→ Exercise requirements
Bring together copies of the lines in the data below that contain the word "owns".

(Data records Opens)

//! Collapsible - a disclosure widget built from four parts.
//!
//! [`Collapsible`] owns the open flag and hands out its parts:
//! [`CollapsibleHeader`] (a layout row), [`CollapsibleTrigger`] (toggles the
//! flag) and [`CollapsibleContent`] (present only while open). Parts hold a
//! weak handle to the container, so they cannot exist without one and stop
//! working once it is dropped.
//!
//! ```
//! use uikit::prelude::*;
//!
//! let faq = Collapsible::new(CollapsibleProps::new());
//! let trigger = faq.trigger().child(Element::text("Show answer"));
//! let content = faq.content().child(Element::text("42"));
//!
//! assert!(content.render()?.is_none());
//! trigger.activate()?;
//! assert!(content.render()?.is_some());
//! # Ok::<(), uikit::UiError>(())
//! ```

mod events;
mod render;
mod state;

use std::collections::BTreeMap;
use std::sync::{Arc, Weak};
use std::time::Duration;

use uidom::{Element, Style};

pub use state::{CollapsibleProps, OpenAction, SetOpen, VisibilityTransition};

use self::state::Shared;
use crate::error::CollapsibleError;
use crate::native_id::NativeId;
use crate::theme::{ButtonSize, ButtonVariant};

/// Exit duration of the content region.
pub const CONTENT_EXIT_DURATION: Duration = Duration::from_millis(150);

/// Spacing between stacked children, in points.
const GAP: u16 = 12;
const HEADER_PADDING_X: u16 = 16;

/// Container that owns the open/closed state.
pub struct Collapsible {
    shared: Arc<Shared>,
    style: Style,
    data: BTreeMap<String, String>,
}

impl Collapsible {
    pub fn new(props: CollapsibleProps) -> Self {
        let shared = Arc::new(Shared::new(&props));
        log::debug!(
            "[collapsible {}] mounted (controlled: {}, open: {}, disabled: {})",
            shared.native_id,
            shared.is_controlled(),
            shared.is_open(),
            shared.disabled
        );
        Self {
            shared,
            style: props.style,
            data: props.data,
        }
    }

    pub fn native_id(&self) -> NativeId {
        self.shared.native_id
    }

    /// Effective visibility: the controlled value if one was supplied,
    /// otherwise the internal flag.
    pub fn is_open(&self) -> bool {
        self.shared.is_open()
    }

    pub fn is_disabled(&self) -> bool {
        self.shared.disabled
    }

    pub fn is_controlled(&self) -> bool {
        self.shared.is_controlled()
    }

    /// Push the owner's current value in controlled mode.
    pub fn sync_open(&self, open: bool) {
        self.shared.sync(open);
    }

    /// Invoke `listener` every time the effective visibility flips.
    ///
    /// Listeners run in flip order, one flip at a time. A listener must not
    /// activate or sync this same instance.
    pub fn on_visibility_change(
        &self,
        listener: impl Fn(VisibilityTransition) + Send + Sync + 'static,
    ) {
        self.shared.add_listener(Arc::new(listener));
    }

    /// True once the open flag has been written since the last `mark_rendered`.
    pub fn needs_render(&self) -> bool {
        self.shared.needs_render()
    }

    pub fn mark_rendered(&self) {
        self.shared.mark_rendered();
    }

    pub fn header(&self) -> CollapsibleHeader {
        CollapsibleHeader::new(self.shared.native_id.key("collapsible-header"))
    }

    pub fn trigger(&self) -> CollapsibleTrigger {
        CollapsibleTrigger {
            id: self.shared.native_id.key("collapsible-trigger"),
            shared: Arc::downgrade(&self.shared),
            variant: ButtonVariant::Outline,
            size: ButtonSize::Sm,
            style: Style::default(),
            data: BTreeMap::new(),
            children: Vec::new(),
        }
    }

    pub fn content(&self) -> CollapsibleContent {
        CollapsibleContent {
            id: self.shared.native_id.key("collapsible-content"),
            shared: Arc::downgrade(&self.shared),
            style: Style::default(),
            data: BTreeMap::new(),
            children: Vec::new(),
        }
    }
}

impl Drop for Collapsible {
    fn drop(&mut self) {
        log::trace!("[collapsible {}] unmounted", self.shared.native_id);
    }
}

/// Horizontal heading row. Stateless.
#[derive(Debug, Clone)]
pub struct CollapsibleHeader {
    id: String,
    style: Style,
    data: BTreeMap<String, String>,
    children: Vec<Element>,
}

/// Pressable that toggles the container's open flag.
#[derive(Debug, Clone)]
pub struct CollapsibleTrigger {
    id: String,
    shared: Weak<Shared>,
    variant: ButtonVariant,
    size: ButtonSize,
    style: Style,
    data: BTreeMap<String, String>,
    children: Vec<Element>,
}

/// Region that exists only while the container is open.
#[derive(Debug, Clone)]
pub struct CollapsibleContent {
    id: String,
    shared: Weak<Shared>,
    style: Style,
    data: BTreeMap<String, String>,
    children: Vec<Element>,
}

impl CollapsibleHeader {
    pub fn new(id: impl Into<String>) -> Self {
        Self {
            id: id.into(),
            style: Style::default(),
            data: BTreeMap::new(),
            children: Vec::new(),
        }
    }

    pub fn style(mut self, style: Style) -> Self {
        self.style = style;
        self
    }

    pub fn attr(mut self, key: impl Into<String>, value: impl Into<String>) -> Self {
        self.data.insert(key.into(), value.into());
        self
    }

    pub fn child(mut self, child: Element) -> Self {
        self.children.push(child);
        self
    }
}

impl CollapsibleTrigger {
    pub fn variant(mut self, variant: ButtonVariant) -> Self {
        self.variant = variant;
        self
    }

    pub fn size(mut self, size: ButtonSize) -> Self {
        self.size = size;
        self
    }

    /// Extra style merged over the variant's.
    pub fn style(mut self, style: Style) -> Self {
        self.style = style;
        self
    }

    pub fn attr(mut self, key: impl Into<String>, value: impl Into<String>) -> Self {
        self.data.insert(key.into(), value.into());
        self
    }

    pub fn child(mut self, child: Element) -> Self {
        self.children.push(child);
        self
    }

    pub fn is_expanded(&self) -> Result<bool, CollapsibleError> {
        Ok(self.shared()?.is_open())
    }

    fn shared(&self) -> Result<Arc<Shared>, CollapsibleError> {
        self.shared
            .upgrade()
            .ok_or(CollapsibleError::OutsideCollapsible { part: "Trigger" })
    }
}

impl CollapsibleContent {
    pub fn style(mut self, style: Style) -> Self {
        self.style = style;
        self
    }

    pub fn attr(mut self, key: impl Into<String>, value: impl Into<String>) -> Self {
        self.data.insert(key.into(), value.into());
        self
    }

    pub fn child(mut self, child: Element) -> Self {
        self.children.push(child);
        self
    }

    pub fn is_visible(&self) -> Result<bool, CollapsibleError> {
        Ok(self.shared()?.is_open())
    }

    fn shared(&self) -> Result<Arc<Shared>, CollapsibleError> {
        self.shared
            .upgrade()
            .ok_or(CollapsibleError::OutsideCollapsible { part: "Content" })
    }
}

(Data records Closes)

→ Output
//! [`Collapsible`] owns the open flag and hands out its parts:
/// Container that owns the open/closed state.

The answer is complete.